Most people living inland can form but a very imperfect idea of this exceedingly interesting branch of the vegetable kingdom, because they know only its proportionately small and simple representatives living in fresh water. The slimy green aquatic filaments and flakes of our pools and ditches and springs, the light green slimy coverings of all kinds of wood which have for any length of time been in contact with water, the yellowish green, frothy, and oozy growths of our village ponds, the green filaments resembling tufts of hair which occur everywhere in fresh water, stagnant and flowing, are for the most part composed of different species of Algæ. Only those who have visited the sea-shore, and wondered at the immense masses of cast-up seaweed, and who, from the rocky coast of the Mediterranean, have seen through the clear blue waters the beautifully-formed and highly-coloured vegetation of Algæ at the bottom, know how to estimate the importance of the class of Algæ. And yet, even these marine Algæ-forests of European shores, so rich in forms, give only a faint idea of the colossal forests of Sargasso in the Atlantic ocean, those immense banks of Algæ, covering a space of about 40,000 square miles—the same which made Columbus, on his voyage of discovery, believe that a continent was near. Similar but far more extensive forests of Algæ grew in the primæval ocean, probably in dense masses, and what countless generations of these archilithic Algæ have died out one after another is attested, among other facts, by the vast thickness of Silurian alum schists in Sweden, the peculiar composition of which proceeds from those masses of submarine Algæ. According to the recently expressed opinion of Frederick Mohr, a geologist of Bonn, even the greater part of our coal seams have arisen out of the accumulated dead bodies of the Algæ forests of the ocean.

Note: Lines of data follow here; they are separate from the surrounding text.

//! [`BrowserSession`] over an in-memory site.

use super::dom::{Dom, MockAction, MockDocument, NodeId};
use crate::driver::{BrowserSession, Key, Screenshot, SessionFactory, Viewport};
use crate::locator::{BoundingBox, Locator};
use crate::result::{ProbeError, ProbeResult};
use crate::wait::LoadState;
use async_trait::async_trait;
use std::collections::HashMap;
use std::fmt;
use std::sync::atomic::{AtomicUsize, Ordering};
use std::sync::{Arc, Mutex, MutexGuard};
use std::time::Duration;
use tracing::debug;

/// Builds a page from the URLs visited so far in the session
pub type PageBuilder = Arc<dyn Fn(&[String]) -> MockDocument + Send + Sync>;

const PNG_SIGNATURE: [u8; 8] = [0x89, b'P', b'N', b'G', 0x0D, 0x0A, 0x1A, 0x0A];

/// A set of pages keyed by absolute URL
#[derive(Default)]
pub struct MockSite {
    pages: HashMap<String, PageBuilder>,
}

impl MockSite {
    /// Empty site
    #[must_use]
    pub fn new() -> Self {
        Self::default()
    }

    /// Register a page rendered from the session's visit history
    #[must_use]
    pub fn with_page<F>(mut self, url: impl Into<String>, builder: F) -> Self
    where
        F: Fn(&[String]) -> MockDocument + Send + Sync + 'static,
    {
        self.pages.insert(url.into(), Arc::new(builder));
        self
    }

    /// Register a page that never changes
    #[must_use]
    pub fn with_static_page(self, url: impl Into<String>, document: impl Into<MockDocument>) -> Self {
        let document = document.into();
        self.with_page(url, move |_| document.clone())
    }

    /// Registered URLs
    #[must_use]
    pub fn urls(&self) -> Vec<&str> {
        let mut urls: Vec<&str> = self.pages.keys().map(String::as_str).collect();
        urls.sort_unstable();
        urls
    }

    /// Share between sessions
    #[must_use]
    pub fn into_shared(self) -> Arc<Self> {
        Arc::new(self)
    }

    fn render(&self, url: &str, history: &[String]) -> Option<MockDocument> {
        self.pages.get(url).map(|builder| builder(history))
    }
}

impl fmt::Debug for MockSite {
    fn fmt(&self, f: &mut fmt::Formatter<'_>) -> fmt::Result {
        f.debug_struct("MockSite").field("pages", &self.urls()).finish()
    }
}

#[derive(Debug)]
struct SessionState {
    url: String,
    dom: Dom,
    viewport: Viewport,
    history: Vec<String>,
    calls: Vec<String>,
    closed: bool,
}

/// In-memory browser session
#[derive(Debug)]
pub struct MockSession {
    site: Arc<MockSite>,
    state: Mutex<SessionState>,
}

impl MockSession {
    /// New session on `about:blank` with a 1280x720 viewport
    #[must_use]
    pub fn new(site: Arc<MockSite>) -> Self {
        Self {
            site,
            state: Mutex::new(SessionState {
                url: "about:blank".to_string(),
                dom: Dom::empty(),
                viewport: Viewport::new(1280, 720),
                history: Vec::new(),
                calls: Vec::new(),
                closed: false,
            }),
        }
    }

    /// Calls made on this session, e.g. `press_key:ArrowRight`
    #[must_use]
    pub fn calls(&self) -> Vec<String> {
        self.state().map(|s| s.calls.clone()).unwrap_or_default()
    }

    /// Check if a call starting with `prefix` was made
    #[must_use]
    pub fn was_called(&self, prefix: &str) -> bool {
        self.calls().iter().any(|c| c.starts_with(prefix))
    }

    /// URLs loaded in this session, oldest first
    #[must_use]
    pub fn history(&self) -> Vec<String> {
        self.state().map(|s| s.history.clone()).unwrap_or_default()
    }

    fn state(&self) -> ProbeResult<MutexGuard<'_, SessionState>> {
        let state = self
            .state
            .lock()
            .map_err(|_| ProbeError::session("mock session state poisoned"))?;
        if state.closed {
            return Err(ProbeError::session("session is closed"));
        }
        Ok(state)
    }

    fn record(&self, call: String) -> ProbeResult<()> {
        self.state()?.calls.push(call);
        Ok(())
    }

    fn load(&self, url: &str) -> ProbeResult<()> {
        let mut state = self.state()?;
        let mut history = state.history.clone();
        history.push(url.to_string());
        let document = self
            .site
            .render(url, &history)
            .ok_or_else(|| ProbeError::navigation(url, "no page registered for URL"))?;
        debug!(url, "mock navigation");
        state.dom = Dom::from_document(document);
        state.url = url.to_string();
        state.history = history;
        Ok(())
    }

    fn apply(&self, action: MockAction) -> ProbeResult<()> {
        match action {
            MockAction::Navigate(url) => self.load(&url),
            MockAction::TranslateX { target, dx } => {
                self.state()?.dom.translate_x(&target, dx);
                Ok(())
            }
            MockAction::SetStyle {
                target,
                property,
                value,
            } => {
                self.state()?.dom.set_style(&target, &property, &value);
                Ok(())
            }
            MockAction::Sequence(actions) => actions.into_iter().try_for_each(|a| self.apply(a)),
        }
    }

    fn with_first<T>(
        &self,
        locator: &Locator,
        f: impl FnOnce(&mut Dom, NodeId) -> T,
    ) -> ProbeResult<T> {
        let mut state = self.state()?;
        let id = state
            .dom
            .first(locator)
            .ok_or_else(|| ProbeError::ElementNotFound {
                locator: locator.to_string(),
                waited_ms: 0,
            })?;
        Ok(f(&mut state.dom, id))
    }
}

#[async_trait]
impl BrowserSession for MockSession {
    async fn navigate(&self, url: &str, wait_until: LoadState) -> ProbeResult<()> {
        self.record(format!("navigate:{url}:{wait_until}"))?;
        self.load(url)
    }

    async fn current_url(&self) -> ProbeResult<String> {
        Ok(self.state()?.url.clone())
    }

    async fn wait_for_load_state(&self, state: LoadState, _timeout: Duration) -> ProbeResult<()> {
        self.record(format!("wait_for_load_state:{state}"))
    }

    async fn set_viewport(&self, viewport: Viewport) -> ProbeResult<()> {
        self.record(format!("set_viewport:{viewport}"))?;
        self.state()?.viewport = viewport;
        Ok(())
    }

    async fn viewport(&self) -> ProbeResult<Viewport> {
        Ok(self.state()?.viewport)
    }

    async fn count(&self, locator: &Locator) -> ProbeResult<usize> {
        Ok(self.state()?.dom.resolve(locator).len())
    }

    async fn is_visible(&self, locator: &Locator) -> ProbeResult<bool> {
        let state = self.state()?;
        Ok(state
            .dom
            .first(locator)
            .is_some_and(|id| state.dom.is_visible(id)))
    }

    async fn text_content(&self, locator: &Locator) -> ProbeResult<Option<String>> {
        self.with_first(locator, |dom, id| Some(dom.text_content(id)))
    }

    async fn attribute(&self, locator: &Locator, name: &str) -> ProbeResult<Option<String>> {
        self.with_first(locator, |dom, id| dom.attribute(id, name))
    }

    async fn bounding_box(&self, locator: &Locator) -> ProbeResult<Option<BoundingBox>> {
        self.with_first(locator, |dom, id| dom.bounding_box(id))
    }

    async fn computed_style(&self, locator: &Locator, property: &str) -> ProbeResult<String> {
        self.with_first(locator, |dom, id| dom.computed_style(id, property))
    }

    async fn scroll_into_view(&self, locator: &Locator) -> ProbeResult<()> {
        self.with_first(locator, |_, _| ())?;
        self.record(format!("scroll_into_view:{locator}"))
    }

    async fn click(&self, locator: &Locator) -> ProbeResult<()> {
        let action = self.with_first(locator, |dom, id| {
            dom.is_visible(id).then(|| dom.click_action(id))
        })?;
        let Some(action) = action else {
            return Err(ProbeError::Input {
                message: format!("{locator} is not visible"),
            });
        };
        self.record(format!("click:{locator}"))?;
        action.map_or(Ok(()), |a| self.apply(a))
    }

    async fn hover(&self, locator: &Locator) -> ProbeResult<()> {
        self.with_first(locator, |dom, id| dom.hover(id))?;
        self.record(format!("hover:{locator}"))
    }

    async fn dispatch_click(&self, locator: &Locator) -> ProbeResult<()> {
        let action = self.with_first(locator, |dom, id| dom.click_action(id))?;
        self.record(format!("dispatch_click:{locator}"))?;
        action.map_or(Ok(()), |a| self.apply(a))
    }

    async fn press_key(&self, key: Key) -> ProbeResult<()> {
        self.record(format!("press_key:{key}"))?;
        let action = self.state()?.dom.key_action(key);
        action.map_or(Ok(()), |a| self.apply(a))
    }

    async fn screenshot(&self) -> ProbeResult<Screenshot> {
        let viewport = self.state()?.viewport;
        Ok(Screenshot::new(
            PNG_SIGNATURE.to_vec(),
            viewport.width,
            viewport.height,
        ))
    }

    async fn close(&self) -> ProbeResult<()> {
        self.state()?.closed = true;
        Ok(())
    }
}

/// Hands out independent [`MockSession`]s over one site
#[derive(Debug)]
pub struct MockSessionFactory {
    site: Arc<MockSite>,
    opened: AtomicUsize,
}

impl MockSessionFactory {
    /// Factory over `site`
    #[must_use]
    pub fn new(site: Arc<MockSite>) -> Self {
        Self {
            site,
            opened: AtomicUsize::new(0),
        }
    }

    /// Number of sessions opened so far
    #[must_use]
    pub fn sessions_opened(&self) -> usize {
        self.opened.load(Ordering::SeqCst)
    }
}

#[async_trait]
impl SessionFactory for MockSessionFactory {
    async fn new_session(&self) -> ProbeResult<Box<dyn BrowserSession>> {
        self.opened.fetch_add(1, Ordering::SeqCst);
        Ok(Box::new(MockSession::new(Arc::clone(&self.site))))
    }
}
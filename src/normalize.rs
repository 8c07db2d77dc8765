//! Cleanup of raw extraction output.
//!
//! Both `pdftotext` and `tesseract` hard-wrap lines the way they appear on the
//! page, and they leave word-wrap hyphenation in place. We join soft-wrapped
//! lines and remove the hyphenation, but keep blank-line paragraph breaks.

/// Normalize raw page text.
///
/// 1. A single `\n` with no `\n` on either side becomes a space.
/// 2. Every `"- "` sequence is removed, which rejoins `"exam- ple"` (and
///    `"exam-\nple"`, after step 1) into `"example"`.
pub fn normalize(raw: &str) -> String {
    let chars = raw.chars().collect::<Vec<_>>();
    let mut joined = String::with_capacity(raw.len());
    for (i, &c) in chars.iter().enumerate() {
        let prev_is_newline = i > 0 && chars[i - 1] == '\n';
        let next_is_newline = chars.get(i + 1) == Some(&'\n');
        if c == '\n' && !prev_is_newline && !next_is_newline {
            joined.push(' ');
        } else {
            joined.push(c);
        }
    }
    joined.replace("- ", "")
}

#[cfg(test)]
mod tests {
    use super::*;

    #[test]
    fn joins_hyphenation_and_soft_wraps() {
        assert_eq!(normalize("exam- ple\nword"), "example word");
    }

    #[test]
    fn preserves_paragraph_breaks() {
        assert_eq!(normalize("para one\n\npara two"), "para one\n\npara two");
        assert_eq!(normalize("a\n\n\nb"), "a\n\n\nb");
    }

    #[test]
    fn joins_line_end_hyphenation() {
        assert_eq!(
            normalize("Revenue grew 5%\npowered by efficien- cy gains"),
            "Revenue grew 5% powered by efficiency gains"
        );
        assert_eq!(normalize("efficien-\ncy"), "efficiency");
    }

    #[test]
    fn edge_newlines_become_spaces() {
        assert_eq!(normalize("\nline\n"), " line ");
        assert_eq!(normalize(""), "");
    }

    #[test]
    fn clean_text_is_unchanged() {
        let clean = "Already clean.\n\nSecond paragraph.";
        assert_eq!(normalize(clean), clean);
        assert_eq!(normalize(&normalize(clean)), clean);
    }
}
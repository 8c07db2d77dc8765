//! The page cache: uploaded PDFs and their per-page text.
//!
//! Every request for a page's text goes through [`Notebook::text_for`]. If the
//! page is already stored, we return it without doing any extraction work.
//! Otherwise we try the PDF's own text layer, fall back to rasterizing the
//! page and running OCR, normalize the result, store it and return it.
//!
//! At most one extraction runs for any given page at a time. Requests for
//! different pages run independently.
//!
//! Importing over a document or deleting it waits for page work on that
//! document to finish, so no stale text is stored afterwards.

use std::{
    collections::BTreeSet,
    sync::{Arc, LazyLock},
};

use futures::{Stream, StreamExt as _, stream};
use regex::Regex;
use tokio::sync::{Mutex, RwLock};
use uuid::Uuid;

use crate::{
    async_utils::keyed_locks::KeyedLocks,
    config::NotebookOpts,
    error::{NotebookResult, PageError},
    identity::{DocumentId, IdentityResolver},
    normalize::normalize,
    ocr::{OcrEngine, TesseractOcrEngine},
    prelude::*,
    refine::{RefineOutcome, Refiner},
    render::PreviewCache,
    source::{DocumentSource, PopplerSource, TextLayer},
    store::{
        JsonPageStore, PageResult, PageStatus, PageStore, SqlitePageStore, StoreBackend,
        write_atomically,
    },
    sync::{GitSink, MetadataSink, NoopSink},
};

/// Written to exports in place of pages we could not extract.
pub const COULD_NOT_OCR_PAGE: &str = "**COULD_NOT_OCR_PAGE**";

/// Characters we don't allow in stored document names.
static UNSAFE_NAME_CHARS: LazyLock<Regex> =
    LazyLock::new(|| Regex::new(r"[^A-Za-z0-9_.-]").expect("failed to compile regex"));

/// Longest export file name we'll try to create.
const MAX_EXPORT_FILE_NAME_LEN: usize = 255;

/// Turn a user-supplied file name into the name we store a document under.
///
/// Directory components are dropped, unusual characters become `_`, and the
/// name must end in `.pdf`.
pub fn sanitize_document_name(raw: &str) -> NotebookResult<String> {
    let file_name = Path::new(raw)
        .file_name()
        .and_then(|name| name.to_str())
        .ok_or_else(|| PageError::InvalidInput(format!("not a file name: {raw:?}")))?;
    let name = UNSAFE_NAME_CHARS.replace_all(file_name, "_");
    let name = name.trim_start_matches('.');
    if !name.to_ascii_lowercase().ends_with(".pdf") || name.len() <= ".pdf".len() {
        return Err(PageError::InvalidInput(format!(
            "expected a .pdf file name, got {raw:?}"
        )));
    }
    Ok(name.to_owned())
}

/// Require `name` to be a name [`sanitize_document_name`] could have produced.
fn check_document_name(name: &str) -> NotebookResult<()> {
    if sanitize_document_name(name)? != name {
        return Err(PageError::InvalidInput(format!(
            "invalid document name {name:?}"
        )));
    }
    Ok(())
}

/// The file name for an export of `pages` from `name`.
fn export_file_name(name: &str, pages: &[u32]) -> NotebookResult<String> {
    let base = Path::new(name)
        .file_stem()
        .and_then(|stem| stem.to_str())
        .unwrap_or(name);
    let pages = pages
        .iter()
        .map(|page| page.to_string())
        .collect::<Vec<_>>()
        .join("_");
    let file_name = format!("{base}_pages_{pages}.txt");
    if file_name.len() > MAX_EXPORT_FILE_NAME_LEN {
        return Err(PageError::InvalidInput(
            "too many pages selected for one export file".to_owned(),
        ));
    }
    Ok(file_name)
}

/// Format one page of text the way exports do.
pub fn page_block(page: u32, text: &str) -> String {
    format!("=== Page {page} ===\n{text}\n\n")
}

/// Identifies one page of one document.
#[derive(Debug, Clone, Copy, PartialEq, Eq, Hash)]
pub struct PageKey {
    pub id: DocumentId,
    pub page: u32,
}

/// An uploaded document we've found on disk.
#[derive(Debug, Clone)]
struct Document {
    name: String,
    id: DocumentId,
    path: PathBuf,
}

/// What we know about a document, for listings.
#[derive(Debug, Clone, Serialize)]
pub struct DocumentSummary {
    pub name: String,
    pub id: Option<DocumentId>,
    pub stored_pages: usize,
}

/// The result of [`Notebook::import`].
#[derive(Debug, Clone, Serialize)]
pub struct ImportedDocument {
    pub name: String,
    pub id: DocumentId,
    pub page_count: u32,
}

/// The result of [`Notebook::export`].
#[derive(Debug, Clone, Serialize)]
pub struct ExportReport {
    pub path: PathBuf,
    /// Pages written as [`COULD_NOT_OCR_PAGE`].
    pub failed_pages: Vec<u32>,
}

/// The collaborators a [`Notebook`] is built from.
pub struct NotebookParts {
    pub uploads_dir: PathBuf,
    pub identities: IdentityResolver,
    pub store: Arc<dyn PageStore>,
    pub source: Arc<dyn DocumentSource>,
    pub ocr: Arc<dyn OcrEngine>,
    pub previews: PreviewCache,
    pub refiner: Refiner,
}
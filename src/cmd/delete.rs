//! The `delete` subcommand.

use clap::Args;

use crate::{notebook::Notebook, prelude::*};

/// Delete command line arguments.
#[derive(Debug, Args)]
pub struct DeleteOpts {
    /// The document to delete, with all its stored pages and images.
    pub name: String,
}

/// The `delete` subcommand.
#[instrument(level = "debug", skip_all, fields(name = %opts.name))]
pub async fn cmd_delete(notebook: &Notebook, opts: &DeleteOpts) -> Result<()> {
    notebook.delete(&opts.name).await?;
    Ok(())
}
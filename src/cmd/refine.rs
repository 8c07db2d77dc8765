//! The `refine` subcommand.

use clap::Args;

use crate::{notebook::Notebook, prelude::*, store::PageStatus};

/// Refine command line arguments.
#[derive(Debug, Args)]
pub struct RefinePageOpts {
    /// The document name.
    pub name: String,

    /// The page to refine, starting at 1.
    pub page: u32,
}

/// The `refine` subcommand. Prints the page text, refined or not.
#[instrument(level = "debug", skip_all, fields(name = %opts.name, page = opts.page))]
pub async fn cmd_refine(notebook: &Notebook, opts: &RefinePageOpts) -> Result<()> {
    let result = notebook.refine_page(&opts.name, opts.page).await?;
    if result.status != PageStatus::Refined {
        warn!(status = %result.status, "Page was not refined");
    }
    println!("{}", result.text);
    Ok(())
}
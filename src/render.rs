//! Cached page images.
//!
//! Rasterized pages serve as OCR input and as previews. They are derived
//! data: any of them may be deleted at any time and will be re-rendered on
//! demand.

use regex::Regex;
use uuid::Uuid;

use crate::{prelude::*, source::DocumentSource};

/// A directory of rendered page images, keyed by document name, page and DPI.
#[derive(Debug, Clone)]
pub struct PreviewCache {
    dir: PathBuf,
    dpi: u32,
}

impl PreviewCache {
    /// Create a cache in `dir`, rendering at `dpi`.
    pub async fn open(dir: PathBuf, dpi: u32) -> Result<Self> {
        tokio::fs::create_dir_all(&dir)
            .await
            .with_context(|| format!("cannot create preview directory {:?}", dir.display()))?;
        Ok(Self { dir, dpi })
    }

    /// Where the image for `page` of `name` lives.
    pub fn path_for(&self, name: &str, page: u32) -> PathBuf {
        self.dir
            .join(format!("{}_p{}_{}dpi.png", name, page, self.dpi))
    }

    /// Return the cached image for `page` of `name`, rendering it from
    /// `doc_path` first if needed.
    ///
    /// Rendering goes to a temporary file which is then renamed into place,
    /// so readers never see a half-written image, and two concurrent renders
    /// of the same page just replace each other with equivalent files.
    #[instrument(level = "debug", skip(self, source, doc_path))]
    pub async fn get_or_render(
        &self,
        source: &dyn DocumentSource,
        doc_path: &Path,
        name: &str,
        page: u32,
    ) -> Result<PathBuf> {
        let path = self.path_for(name, page);
        if tokio::fs::try_exists(&path).await.unwrap_or(false) {
            trace!("Using cached page image");
            return Ok(path);
        }

        let tmp = self.dir.join(format!(".render-{}.png", Uuid::new_v4()));
        if let Err(err) = source.rasterize(doc_path, page, self.dpi, &tmp).await {
            let _ = tokio::fs::remove_file(&tmp).await;
            return Err(err);
        }
        if let Err(err) = tokio::fs::rename(&tmp, &path).await {
            let _ = tokio::fs::remove_file(&tmp).await;
            return Err(anyhow::Error::new(err)
                .context(format!("cannot move page image to {:?}", path.display())));
        }
        debug!(path = %path.display(), "Rendered page image");
        Ok(path)
    }

    /// Delete every cached image of `name`, at any DPI.
    #[instrument(level = "debug", skip(self))]
    pub async fn remove_document(&self, name: &str) -> Result<()> {
        let pattern = Regex::new(&format!(r"^{}_p\d+_\d+dpi\.png$", regex::escape(name)))
            .context("cannot build preview file pattern")?;
        let mut entries = tokio::fs::read_dir(&self.dir)
            .await
            .with_context(|| format!("cannot list {:?}", self.dir.display()))?;
        while let Some(entry) = entries.next_entry().await? {
            let file_name = entry.file_name();
            if pattern.is_match(&file_name.to_string_lossy()) {
                tokio::fs::remove_file(entry.path())
                    .await
                    .with_context(|| format!("cannot delete {:?}", entry.path().display()))?;
            }
        }
        Ok(())
    }
}

#[cfg(test)]
mod tests {
    use std::sync::atomic::{AtomicUsize, Ordering};

    use crate::source::TextLayer;

    use super::*;

    /// Writes a fake PNG and counts how often it was asked to.
    #[derive(Default)]
    struct CountingRasterizer {
        renders: AtomicUsize,
    }

    #[async_trait]
    impl DocumentSource for CountingRasterizer {
        async fn page_count(&self, _path: &Path) -> Result<u32> {
            Ok(1)
        }

        async fn text_layer(&self, _path: &Path, _page: u32) -> Result<TextLayer> {
            Ok(TextLayer::Absent)
        }

        async fn rasterize(
            &self,
            _path: &Path,
            page: u32,
            dpi: u32,
            out_png: &Path,
        ) -> Result<()> {
            self.renders.fetch_add(1, Ordering::SeqCst);
            tokio::fs::write(out_png, format!("png {page} {dpi}")).await?;
            Ok(())
        }
    }

    #[tokio::test]
    async fn renders_once_then_reuses() {
        let dir = tempfile::TempDir::with_prefix("previews").unwrap();
        let cache = PreviewCache::open(dir.path().to_owned(), 200).await.unwrap();
        let source = CountingRasterizer::default();

        let first = cache
            .get_or_render(&source, Path::new("doc.pdf"), "doc.pdf", 2)
            .await
            .unwrap();
        let second = cache
            .get_or_render(&source, Path::new("doc.pdf"), "doc.pdf", 2)
            .await
            .unwrap();
        assert_eq!(first, second);
        assert_eq!(first.file_name().unwrap(), "doc.pdf_p2_200dpi.png");
        assert_eq!(source.renders.load(Ordering::SeqCst), 1);
        assert_eq!(std::fs::read_to_string(&first).unwrap(), "png 2 200");
    }

    #[tokio::test]
    async fn failed_renames_leave_no_temporary_files() {
        let dir = tempfile::TempDir::with_prefix("previews").unwrap();
        let cache = PreviewCache::open(dir.path().to_owned(), 200).await.unwrap();
        let source = CountingRasterizer::default();

        // A non-empty directory in the way makes the rename fail.
        let blocker = cache.path_for("doc.pdf", 1);
        std::fs::create_dir_all(blocker.join("occupied")).unwrap();
        cache
            .get_or_render(&source, Path::new("doc.pdf"), "doc.pdf", 1)
            .await
            .unwrap_err();

        let leftovers = std::fs::read_dir(dir.path())
            .unwrap()
            .map(|entry| entry.unwrap().file_name().to_string_lossy().into_owned())
            .filter(|name| name.starts_with(".render-"))
            .collect::<Vec<_>>();
        assert!(leftovers.is_empty(), "{leftovers:?}");
    }

    #[tokio::test]
    async fn remove_document_only_touches_that_document() {
        let dir = tempfile::TempDir::with_prefix("previews").unwrap();
        let cache = PreviewCache::open(dir.path().to_owned(), 200).await.unwrap();
        let source = CountingRasterizer::default();
        for (name, page) in [("a.pdf", 1), ("a.pdf", 2), ("a.pdf_p1.pdf", 1)] {
            cache
                .get_or_render(&source, Path::new(name), name, page)
                .await
                .unwrap();
        }

        cache.remove_document("a.pdf").await.unwrap();
        assert!(!cache.path_for("a.pdf", 1).exists());
        assert!(!cache.path_for("a.pdf", 2).exists());
        assert!(cache.path_for("a.pdf_p1.pdf", 1).exists());
    }
}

Within the branch of the Algæ we distinguish four different classes, each of which is again divided into several orders and families. These again contain a large number of different genera and species. We designate these four classes as Primæval Algæ, or Archephyceæ, Green Algæ, or Chlorophyceæ, Brown Algæ, or Phæophyceæ, and Red Algæ, or Rhodophyceæ.

The first class of Algæ, the Primæval Algæ (Archephyceæ), might also be called primæval plants, because they contain the simplest and most imperfect of all plants, and, among them, those most ancient of all vegetable organisms out of which all other plants have originated. To them therefore belong those most ancient of all vegetable Monera which arose by spontaneous generation in the beginning of the Laurentian period. Further, we have to reckon among them all those vegetable forms of the simplest organization which first developed out of the Monera in the Laurentian period, and which possessed the form of a single plastid. At first the entire body of one of these small primary plants consisted only of a most simple cytod (a plastid without kernel), and afterwards attained the higher form of a simple cell, by the separation of a kernel in the plasma. (Compare above, vol. i. p. [345].) Even at the present day there exist various most simple forms of Algæ which have deviated but little from the original primary plants. Among them are the Algæ of the families Codiolaceæ, Protococcaceæ, Desmidiaceæ, Palmellaceæ, Hydrodictyeæ, and several others. The remarkable group of Phycochromaceæ (Chroococcaceæ and Oscillarineæ) might also be comprised among them, unless we prefer to consider them as an independent tribe of the kingdom Protista.

The monoplastic Protophyta—that is, those primary Algæ formed by a single plastid—are of the greatest interest, because the vegetable organism in this case completes its whole course of life as a perfectly simple “individual of the first order,” either as a cytod without kernel, or as a cell containing a kernel.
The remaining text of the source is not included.